Marine mammals are inherently vulnerable to oil spills. We developed a conceptual framework to evaluate the impacts of potential oil exposure on marine mammals and applied it to 21 species inhabiting coastal British Columbia (BC), Canada. Oil spill vulnerability was determined by examining both the likelihood of species-specific (individual) oil exposure and the consequent likelihood of population-level effects. Oil exposure pathways, ecology, and physiological characteristics were first used to assign species—specific vulnerability rankings. Baleen whales were found to be highly vulnerable due to blowhole breathing, surface filter feeding, and invertebrate prey.

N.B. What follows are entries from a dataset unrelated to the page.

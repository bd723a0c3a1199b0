//! Signaling wire envelope
//!
//! Every frame is a JSON object tagged by `type`. An event that carries an `id`
//! is a request; the server answers it with an `ack` frame carrying the same id.

use serde::{Deserialize, Serialize};
use serde_json::Value;

use crate::Result;

/// Correlation id of a request awaiting acknowledgment
pub type RequestId = u64;

/// Event names exchanged with the media server
pub mod events {
    pub const JOIN_ROOM: &str = "joinRoom";
    pub const JOINED: &str = "joined";
    pub const RTP_STATS: &str = "rtpStats";
    pub const GET_ROUTER_RTP_CAPABILITIES: &str = "getRouterRtpCapabilities";
    pub const CREATE_WEBRTC_TRANSPORT: &str = "createWebRtcTransport";
    pub const CONNECT_TRANSPORT: &str = "connectTransport";
    pub const PRODUCE: &str = "produce";
}

#[derive(Debug, Clone, PartialEq, Serialize, Deserialize)]
#[serde(tag = "type", rename_all = "lowercase")]
pub enum Envelope {
    Event {
        event: String,
        #[serde(default, skip_serializing_if = "Value::is_null")]
        data: Value,
        #[serde(default, skip_serializing_if = "Option::is_none")]
        id: Option<RequestId>,
    },
    Ack {
        id: RequestId,
        #[serde(default)]
        data: Value,
    },
}

impl Envelope {
    pub fn event(event: impl Into<String>, data: Value) -> Self {
        Self::Event {
            event: event.into(),
            data,
            id: None,
        }
    }

    pub fn request(event: impl Into<String>, data: Value, id: RequestId) -> Self {
        Self::Event {
            event: event.into(),
            data,
            id: Some(id),
        }
    }

    #[must_use]
    pub const fn ack(id: RequestId, data: Value) -> Self {
        Self::Ack { id, data }
    }

    /// Event name, `None` for acknowledgments
    #[must_use]
    pub fn event_name(&self) -> Option<&str> {
        match self {
            Self::Event { event, .. } => Some(event),
            Self::Ack { .. } => None,
        }
    }

    pub fn to_json(&self) -> Result<String> {
        Ok(serde_json::to_string(self)?)
    }

    pub fn from_json(text: &str) -> Result<Self> {
        Ok(serde_json::from_str(text)?)
    }
}

/// Treat `null`, `{}` and `""` as an absent reply.
#[must_use]
pub fn is_empty_reply(value: &Value) -> bool {
    match value {
        Value::Null => true,
        Value::Object(map) => map.is_empty(),
        Value::String(s) => s.is_empty(),
        Value::Array(items) => items.is_empty(),
        _ => false,
    }
}

/// Extract the `error` field of an acknowledgment, if the server reported one.
#[must_use]
pub fn reply_error(value: &Value) -> Option<String> {
    match value.get("error")? {
        Value::Null => None,
        Value::String(s) => Some(s.clone()),
        other => Some(other.to_string()),
    }
}

#[cfg(test)]
mod tests {
    use super::*;
    use serde_json::json;

    #[test]
    fn test_request_wire_shape() {
        let env = Envelope::request(events::PRODUCE, json!({"kind": "video"}), 7);
        let value: Value = serde_json::from_str(&env.to_json().unwrap()).unwrap();
        assert_eq!(
            value,
            json!({"type": "event", "event": "produce", "data": {"kind": "video"}, "id": 7})
        );
    }

    #[test]
    fn test_event_without_payload_omits_data() {
        let env = Envelope::event(events::JOIN_ROOM, Value::Null);
        assert_eq!(env.to_json().unwrap(), r#"{"type":"event","event":"joinRoom"}"#);
    }

    #[test]
    fn test_parse_ack_without_data() {
        let env = Envelope::from_json(r#"{"type":"ack","id":3}"#).unwrap();
        assert_eq!(env, Envelope::ack(3, Value::Null));
        assert_eq!(env.event_name(), None);
    }

    #[test]
    fn test_empty_reply_detection() {
        assert!(is_empty_reply(&Value::Null));
        assert!(is_empty_reply(&json!({})));
        assert!(!is_empty_reply(&json!({"codecs": []})));
    }

    #[test]
    fn test_reply_error() {
        assert_eq!(
            reply_error(&json!({"error": "dtls failure"})),
            Some("dtls failure".to_string())
        );
        assert_eq!(reply_error(&json!({"id": "p1"})), None);
        assert_eq!(reply_error(&json!({"error": null})), None);
        assert_eq!(reply_error(&Value::Null), None);
    }
}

Sea otters (Enhydra lutris) were ranked as highly vulnerable due to their time spent at the ocean surface, dense pelage, and benthic feeding techniques. Species-specific vulnerabilities were considered to estimate the likelihood of population-level effects occurring after oil exposure. Killer whale (Orcinus orca) populations were deemed at highest risk due to small population sizes, complex social structure, long lives, slow reproductive turnover, and dietary specialization. Finally, we related the species–specific and population-level vulnerabilities. In BC, vulnerability was deemed highest for Northern and Southern Resident killer whales and sea otters, followed by Bigg’s killer whales and Steller sea lions (Eumetopias jubatus). Our findings challenge the typical “indicator species” approach routinely used and underscore the need to examine marine mammals at a species and population level for risk-based oil spill predictions. This conceptual framework can be combined with spill probabilities and volumes to develop more robust risk assessments and may be applied elsewhere to identify vulnerability themes for marine mammals.